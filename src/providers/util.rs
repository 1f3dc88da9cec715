use anyhow::{Error, anyhow};
use std::future::Future;
use std::time::Duration;
use tracing::debug;

const USER_AGENT: &str = "coinchart/0.1";

/// Builds the HTTP client shared by all providers.
pub fn http_client() -> reqwest::Result<reqwest::Client> {
    reqwest::Client::builder().user_agent(USER_AGENT).build()
}

/// Retries a request on transport failures
///
/// # Parameters
/// - `operation`: Closure returning the request future
/// - `retries`: Number of retry attempts (total runs = 1 initial + retries)
/// - `delay_ms`: Milliseconds between attempts
///
/// # Returns
/// Either the response or the last error once attempts are exhausted
pub async fn with_retry<F, Fut, T>(
    mut operation: F,
    retries: usize,
    delay_ms: u64,
) -> Result<T, Error>
where
    F: FnMut() -> Fut,
    Fut: Future<Output = Result<T, reqwest::Error>>,
{
    let mut attempt = 1;
    loop {
        match operation().await {
            Ok(val) => return Ok(val),
            Err(err) => {
                if attempt > retries {
                    return Err(anyhow!(err));
                }
                debug!(
                    "Attempt {}/{} failed: {}. Retrying...",
                    attempt, retries, err
                );
                attempt += 1;
                tokio::time::sleep(Duration::from_millis(delay_ms)).await;
            }
        }
    }
}

/// Fails with a readable error on non-success HTTP statuses.
pub fn ensure_success(response: &reqwest::Response, what: &str) -> anyhow::Result<()> {
    if !response.status().is_success() {
        return Err(anyhow!("HTTP error: {} for {}", response.status(), what));
    }
    Ok(())
}
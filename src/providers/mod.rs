pub mod exchange_rates;
pub mod poloniex;
pub mod quandl;
pub mod util;

pub use exchange_rates::ExchangeRatesProvider;
pub use poloniex::PoloniexProvider;
pub use quandl::QuandlProvider;
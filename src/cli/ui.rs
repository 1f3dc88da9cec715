use comfy_table::modifiers::UTF8_ROUND_CORNERS;
use comfy_table::presets::UTF8_FULL;
use comfy_table::{Attribute, Cell, CellAlignment, Color, ContentArrangement, Table};
use console::style;
use indicatif::{ProgressBar, ProgressStyle};

/// Defines different styles for text elements.
pub enum StyleType {
    Title,
    Prompt,
    Error,
    Subtle,
}

/// Applies a consistent style to a string.
pub fn style_text(text: &str, style_type: StyleType) -> String {
    let styled = match style_type {
        StyleType::Title => style(text).bold().underlined(),
        StyleType::Prompt => style(text).bold(),
        StyleType::Error => style(text).red(),
        StyleType::Subtle => style(text).dim(),
    };
    styled.to_string()
}

/// Creates a new `comfy_table::Table` with standard styling.
pub fn new_styled_table() -> Table {
    let mut table = Table::new();
    table
        .load_preset(UTF8_FULL)
        .apply_modifier(UTF8_ROUND_CORNERS)
        .set_content_arrangement(ContentArrangement::Dynamic);
    table
}

/// Creates a styled header cell for a table.
pub fn header_cell(text: &str) -> Cell {
    Cell::new(text)
        .fg(Color::Cyan)
        .add_attribute(Attribute::Bold)
}

/// Right-aligned cell for a price.
pub fn price_cell(value: f64) -> Cell {
    Cell::new(format_price(value)).set_alignment(CellAlignment::Right)
}

/// Formats a price with precision that suits its magnitude.
pub fn format_price(value: f64) -> String {
    if value.abs() >= 1.0 {
        format!("{value:.2}")
    } else {
        format!("{value:.6}")
    }
}

/// Creates a new `indicatif::ProgressBar` with standard styling.
pub fn new_progress_bar(len: u64) -> ProgressBar {
    let template = "{spinner:.green} {msg} [{elapsed_precise}] [{bar:40.cyan/blue}] {pos}/{len}";
    let pb = ProgressBar::new(len);
    pb.set_style(
        ProgressStyle::default_bar()
            .template(template)
            .expect("progress bar template is valid")
            .progress_chars("#>-"),
    );
    pb
}

/// Width of the attached terminal, or 80 columns when there is none.
pub fn terminal_width() -> usize {
    console::Term::stdout()
        .size_checked()
        .map(|(_, w)| w as usize)
        .unwrap_or(80)
}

Task to complete —
Reproduce each line of the data without any change.

Output for this task —
filename src/providers/util.rs
repository 1f3dc88da9cec715
use anyhow::{Error, anyhow};
use std::future::Future;
use std::time::Duration;
use tracing::debug;

const USER_AGENT: &str = "coinchart/0.1";

/// Builds the HTTP client shared by all providers.
pub fn http_client() -> reqwest::Result<reqwest::Client> {
    reqwest::Client::builder().user_agent(USER_AGENT).build()
}

/// Retries a request on transport failures
///
/// # Parameters
/// - `operation`: Closure returning the request future
/// - `retries`: Number of retry attempts (total runs = 1 initial + retries)
/// - `delay_ms`: Milliseconds between attempts
///
/// # Returns
/// Either the response or the last error once attempts are exhausted
pub async fn with_retry<F, Fut, T>(
    mut operation: F,
    retries: usize,
    delay_ms: u64,
) -> Result<T, Error>
where
    F: FnMut() -> Fut,
    Fut: Future<Output = Result<T, reqwest::Error>>,
{
    let mut attempt = 1;
    loop {
        match operation().await {
            Ok(val) => return Ok(val),
            Err(err) => {
                if attempt > retries {
                    return Err(anyhow!(err));
                }
                debug!(
                    "Attempt {}/{} failed: {}. Retrying...",
                    attempt, retries, err
                );
                attempt += 1;
                tokio::time::sleep(Duration::from_millis(delay_ms)).await;
            }
        }
    }
}

/// Fails with a readable error on non-success HTTP statuses.
pub fn ensure_success(response: &reqwest::Response, what: &str) -> anyhow::Result<()> {
    if !response.status().is_success() {
        return Err(anyhow!("HTTP error: {} for {}", response.status(), what));
    }
    Ok(())
}
filename src/providers/mod.rs
pub mod exchange_rates;
pub mod poloniex;
pub mod quandl;
pub mod util;

pub use exchange_rates::ExchangeRatesProvider;
pub use poloniex::PoloniexProvider;
pub use quandl::QuandlProvider;
filename src/cli/ui.rs
repository 1f3dc88da9cec715
use comfy_table::modifiers::UTF8_ROUND_CORNERS;
use comfy_table::presets::UTF8_FULL;
use comfy_table::{Attribute, Cell, CellAlignment, Color, ContentArrangement, Table};
use console::style;
use indicatif::{ProgressBar, ProgressStyle};

/// Defines different styles for text elements.
pub enum StyleType {
    Title,
    Prompt,
    Error,
    Subtle,
}

/// Applies a consistent style to a string.
pub fn style_text(text: &str, style_type: StyleType) -> String {
    let styled = match style_type {
        StyleType::Title => style(text).bold().underlined(),
        StyleType::Prompt => style(text).bold(),
        StyleType::Error => style(text).red(),
        StyleType::Subtle => style(text).dim(),
    };
    styled.to_string()
}

/// Creates a new `comfy_table::Table` with standard styling.
pub fn new_styled_table() -> Table {
    let mut table = Table::new();
    table
        .load_preset(UTF8_FULL)
        .apply_modifier(UTF8_ROUND_CORNERS)
        .set_content_arrangement(ContentArrangement::Dynamic);
    table
}

/// Creates a styled header cell for a table.
pub fn header_cell(text: &str) -> Cell {
    Cell::new(text)
        .fg(Color::Cyan)
        .add_attribute(Attribute::Bold)
}

/// Right-aligned cell for a price.
pub fn price_cell(value: f64) -> Cell {
    Cell::new(format_price(value)).set_alignment(CellAlignment::Right)
}

/// Formats a price with precision that suits its magnitude.
pub fn format_price(value: f64) -> String {
    if value.abs() >= 1.0 {
        format!("{value:.2}")
    } else {
        format!("{value:.6}")
    }
}

/// Creates a new `indicatif::ProgressBar` with standard styling.
pub fn new_progress_bar(len: u64) -> ProgressBar {
    let template = "{spinner:.green} {msg} [{elapsed_precise}] [{bar:40.cyan/blue}] {pos}/{len}";
    let pb = ProgressBar::new(len);
    pb.set_style(
        ProgressStyle::default_bar()
            .template(template)
            .expect("progress bar template is valid")
            .progress_chars("#>-"),
    );
    pb
}

/// Width of the attached terminal, or 80 columns when there is none.
pub fn terminal_width() -> usize {
    console::Term::stdout()
        .size_checked()
        .map(|(_, w)| w as usize)
        .unwrap_or(80)
}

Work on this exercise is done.